Task statement
Please count how many lines below contain the word "remove" and give nothing but that figure.

--

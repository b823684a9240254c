use serde::Serialize;
use std::collections::BTreeMap;
use std::fmt;

/// The EXIF directory a tag lives in.
#[derive(Debug, Clone, Copy, PartialEq, Eq, Hash, PartialOrd, Ord, Serialize)]
pub enum Section {
    /// IFD0, the primary image directory.
    Image,
    /// The Exif sub-IFD (camera and capture settings).
    Photo,
    /// The interoperability sub-IFD.
    Interop,
    /// The GPS sub-IFD.
    Gps,
}

impl Section {
    pub fn name(self) -> &'static str {
        match self {
            Self::Image => "Image",
            Self::Photo => "Photo",
            Self::Interop => "Interop",
            Self::Gps => "GPS",
        }
    }
}

/// Identifies a single metadata field: a section plus the tag id inside it.
#[derive(Debug, Clone, Copy, PartialEq, Eq, Hash, PartialOrd, Ord, Serialize)]
pub struct TagPath {
    pub section: Section,
    pub tag_id: u16,
}

impl TagPath {
    pub const fn new(section: Section, tag_id: u16) -> Self {
        Self { section, tag_id }
    }
}

impl fmt::Display for TagPath {
    fn fmt(&self, f: &mut fmt::Formatter<'_>) -> fmt::Result {
        write!(f, "{}:0x{:04X}", self.section.name(), self.tag_id)
    }
}

/// TIFF field types.
#[derive(Debug, Clone, Copy, PartialEq, Eq, Hash, Serialize)]
pub enum ValueKind {
    Byte,
    Ascii,
    Short,
    Long,
    Rational,
    SByte,
    Undefined,
    SShort,
    SLong,
    SRational,
    Float,
    Double,
    Ifd,
}

impl ValueKind {
    /// Map a TIFF type code to a kind. Unknown codes have no known width.
    pub fn from_type_code(code: u16) -> Option<Self> {
        Some(match code {
            1 => Self::Byte,
            2 => Self::Ascii,
            3 => Self::Short,
            4 => Self::Long,
            5 => Self::Rational,
            6 => Self::SByte,
            7 => Self::Undefined,
            8 => Self::SShort,
            9 => Self::SLong,
            10 => Self::SRational,
            11 => Self::Float,
            12 => Self::Double,
            13 => Self::Ifd,
            _ => return None,
        })
    }

    pub fn type_code(self) -> u16 {
        match self {
            Self::Byte => 1,
            Self::Ascii => 2,
            Self::Short => 3,
            Self::Long => 4,
            Self::Rational => 5,
            Self::SByte => 6,
            Self::Undefined => 7,
            Self::SShort => 8,
            Self::SLong => 9,
            Self::SRational => 10,
            Self::Float => 11,
            Self::Double => 12,
            Self::Ifd => 13,
        }
    }

    /// Size in bytes of one value of this kind.
    pub fn unit_size(self) -> usize {
        match self {
            Self::Byte | Self::Ascii | Self::SByte | Self::Undefined => 1,
            Self::Short | Self::SShort => 2,
            Self::Long | Self::SLong | Self::Float | Self::Ifd => 4,
            Self::Rational | Self::SRational | Self::Double => 8,
        }
    }

    /// Width of the byte-swappable element. Rationals swap each half separately.
    pub(crate) fn swap_width(self) -> usize {
        match self {
            Self::Rational | Self::SRational => 4,
            other => other.unit_size(),
        }
    }

    /// Whether `count` values fit in the 4-byte value field of an IFD entry.
    /// An empty value (count 0) always fits.
    pub fn fits_in_value_field(self, count: u32) -> bool {
        u64::from(count) * self.unit_size() as u64 <= 4
    }
}

/// An unsigned rational, as used by resolution and GPS fields.
#[derive(Debug, Clone, Copy, PartialEq, Eq)]
pub struct Rational {
    pub numerator: u32,
    pub denominator: u32,
}

impl Rational {
    pub fn new(numerator: u32, denominator: u32) -> Self {
        Self { numerator, denominator }
    }

    /// Approximate a non-negative float, keeping four decimal places.
    pub fn from_f64(value: f64) -> Self {
        if value.fract() == 0.0 && value >= 0.0 && value <= u32::MAX as f64 {
            Self::new(value as u32, 1)
        } else {
            let scaled = (value * 10_000.0).round().clamp(0.0, u32::MAX as f64);
            Self::new(scaled as u32, 10_000)
        }
    }

    /// `None` when the denominator is zero.
    pub fn to_f64(self) -> Option<f64> {
        if self.denominator == 0 {
            None
        } else {
            Some(self.numerator as f64 / self.denominator as f64)
        }
    }
}

/// The three IFD0 fields that describe physical resolution.
#[derive(Debug, Clone, Copy, PartialEq, Eq)]
pub struct ResolutionTags {
    pub x: Rational,
    pub y: Rational,
    /// ResolutionUnit: 2 = inch, 3 = centimetre.
    pub unit: u16,
}

/// A typed EXIF value.
///
/// `data` is always little-endian, whatever the byte order of the block it
/// was read from, and its length is a whole number of `kind` units.
#[derive(Debug, Clone, PartialEq, Eq)]
pub struct TagValue {
    kind: ValueKind,
    data: Vec<u8>,
}

impl TagValue {
    /// Build a value from little-endian data. Fails when `data` is not a
    /// whole number of `kind` units.
    pub fn new(kind: ValueKind, data: Vec<u8>) -> Option<Self> {
        (data.len() % kind.unit_size() == 0).then_some(Self { kind, data })
    }

    pub fn short(value: u16) -> Self {
        Self { kind: ValueKind::Short, data: value.to_le_bytes().to_vec() }
    }

    pub fn long(value: u32) -> Self {
        Self { kind: ValueKind::Long, data: value.to_le_bytes().to_vec() }
    }

    pub fn rational(value: Rational) -> Self {
        let mut data = value.numerator.to_le_bytes().to_vec();
        data.extend_from_slice(&value.denominator.to_le_bytes());
        Self { kind: ValueKind::Rational, data }
    }

    /// NUL-terminated ASCII text.
    pub fn ascii(text: &str) -> Self {
        let mut data = text.as_bytes().to_vec();
        data.push(0);
        Self { kind: ValueKind::Ascii, data }
    }

    pub fn undefined(data: Vec<u8>) -> Self {
        Self { kind: ValueKind::Undefined, data }
    }

    pub fn bytes(data: Vec<u8>) -> Self {
        Self { kind: ValueKind::Byte, data }
    }

    pub fn kind(&self) -> ValueKind {
        self.kind
    }

    pub fn data(&self) -> &[u8] {
        &self.data
    }

    pub fn into_data(self) -> Vec<u8> {
        self.data
    }

    /// Number of `kind` units held.
    pub fn count(&self) -> u32 {
        (self.data.len() / self.kind.unit_size()) as u32
    }

    /// A single Short. Any other kind or length is rejected.
    pub fn as_short(&self) -> Option<u16> {
        match (self.kind, self.data.as_slice()) {
            (ValueKind::Short, &[lo, hi]) => Some(u16::from_le_bytes([lo, hi])),
            _ => None,
        }
    }

    /// A single Long.
    pub fn as_long(&self) -> Option<u32> {
        match (self.kind, self.data.as_slice()) {
            (ValueKind::Long, &[a, b, c, d]) => Some(u32::from_le_bytes([a, b, c, d])),
            _ => None,
        }
    }

    /// A single unsigned Rational. The denominator may still be zero.
    pub fn as_rational(&self) -> Option<Rational> {
        if self.kind != ValueKind::Rational || self.data.len() != 8 {
            return None;
        }
        let numerator = u32::from_le_bytes([self.data[0], self.data[1], self.data[2], self.data[3]]);
        let denominator = u32::from_le_bytes([self.data[4], self.data[5], self.data[6], self.data[7]]);
        Some(Rational::new(numerator, denominator))
    }

    /// ASCII content up to the first NUL.
    pub fn as_ascii(&self) -> Option<&str> {
        if self.kind != ValueKind::Ascii {
            return None;
        }
        let end = self.data.iter().position(|&b| b == 0).unwrap_or(self.data.len());
        std::str::from_utf8(&self.data[..end]).ok()
    }

    /// Human-readable rendering for reports.
    pub fn display_value(&self) -> String {
        fn join<T: ToString>(items: impl Iterator<Item = T>) -> String {
            items.map(|v| v.to_string()).collect::<Vec<_>>().join(", ")
        }

        let data = &self.data;
        match self.kind {
            ValueKind::Ascii => self.as_ascii().unwrap_or_default().to_string(),
            ValueKind::Short => join(data.chunks_exact(2).map(|c| u16::from_le_bytes([c[0], c[1]]))),
            ValueKind::SShort => join(data.chunks_exact(2).map(|c| i16::from_le_bytes([c[0], c[1]]))),
            ValueKind::Long | ValueKind::Ifd => {
                join(data.chunks_exact(4).map(|c| u32::from_le_bytes([c[0], c[1], c[2], c[3]])))
            }
            ValueKind::SLong => {
                join(data.chunks_exact(4).map(|c| i32::from_le_bytes([c[0], c[1], c[2], c[3]])))
            }
            ValueKind::Float => {
                join(data.chunks_exact(4).map(|c| f32::from_le_bytes([c[0], c[1], c[2], c[3]])))
            }
            ValueKind::Double => join(data.chunks_exact(8).map(|c| {
                f64::from_le_bytes([c[0], c[1], c[2], c[3], c[4], c[5], c[6], c[7]])
            })),
            ValueKind::Rational => join(data.chunks_exact(8).map(|c| {
                let n = u32::from_le_bytes([c[0], c[1], c[2], c[3]]);
                let d = u32::from_le_bytes([c[4], c[5], c[6], c[7]]);
                format!("{n}/{d}")
            })),
            ValueKind::SRational => join(data.chunks_exact(8).map(|c| {
                let n = i32::from_le_bytes([c[0], c[1], c[2], c[3]]);
                let d = i32::from_le_bytes([c[4], c[5], c[6], c[7]]);
                format!("{n}/{d}")
            })),
            ValueKind::Byte | ValueKind::SByte | ValueKind::Undefined => {
                if data.len() <= 8 {
                    join(data.iter())
                } else {
                    format!("({} bytes)", data.len())
                }
            }
        }
    }
}

/// Metadata keyed by [`TagPath`], each key at most once.
///
/// Entries iterate in (section, tag id) order, which is also the order the
/// EXIF writer lays them out in.
#[derive(Debug, Clone, Default, PartialEq, Eq)]
pub struct MetadataMap {
    entries: BTreeMap<TagPath, TagValue>,
}

impl MetadataMap {
    pub fn new() -> Self {
        Self::default()
    }

    pub fn len(&self) -> usize {
        self.entries.len()
    }

    pub fn is_empty(&self) -> bool {
        self.entries.is_empty()
    }

    pub fn get(&self, path: TagPath) -> Option<&TagValue> {
        self.entries.get(&path)
    }

    pub fn contains(&self, path: TagPath) -> bool {
        self.entries.contains_key(&path)
    }

    /// Insert or replace, returning the previous value.
    pub fn insert(&mut self, path: TagPath, value: TagValue) -> Option<TagValue> {
        self.entries.insert(path, value)
    }

    /// Insert only when the key is free. Returns `false` if a value was already present.
    pub fn insert_if_absent(&mut self, path: TagPath, value: TagValue) -> bool {
        match self.entries.entry(path) {
            std::collections::btree_map::Entry::Vacant(slot) => {
                slot.insert(value);
                true
            }
            std::collections::btree_map::Entry::Occupied(_) => false,
        }
    }

    /// Pop a value out of the map.
    pub fn remove(&mut self, path: TagPath) -> Option<TagValue> {
        self.entries.remove(&path)
    }

    pub fn iter(&self) -> impl Iterator<Item = (TagPath, &TagValue)> {
        self.entries.iter().map(|(path, value)| (*path, value))
    }

    /// Entries of one section as (tag id, value), ordered by tag id.
    pub fn section(&self, section: Section) -> impl Iterator<Item = (u16, &TagValue)> {
        self.entries
            .iter()
            .filter(move |(path, _)| path.section == section)
            .map(|(path, value)| (path.tag_id, value))
    }

    pub fn has_section(&self, section: Section) -> bool {
        self.entries.keys().any(|path| path.section == section)
    }
}

impl FromIterator<(TagPath, TagValue)> for MetadataMap {
    fn from_iter<I: IntoIterator<Item = (TagPath, TagValue)>>(iter: I) -> Self {
        Self { entries: iter.into_iter().collect() }
    }
}

impl IntoIterator for MetadataMap {
    type Item = (TagPath, TagValue);
    type IntoIter = std::collections::btree_map::IntoIter<TagPath, TagValue>;

    fn into_iter(self) -> Self::IntoIter {
        self.entries.into_iter()
    }
}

--

Written solution
2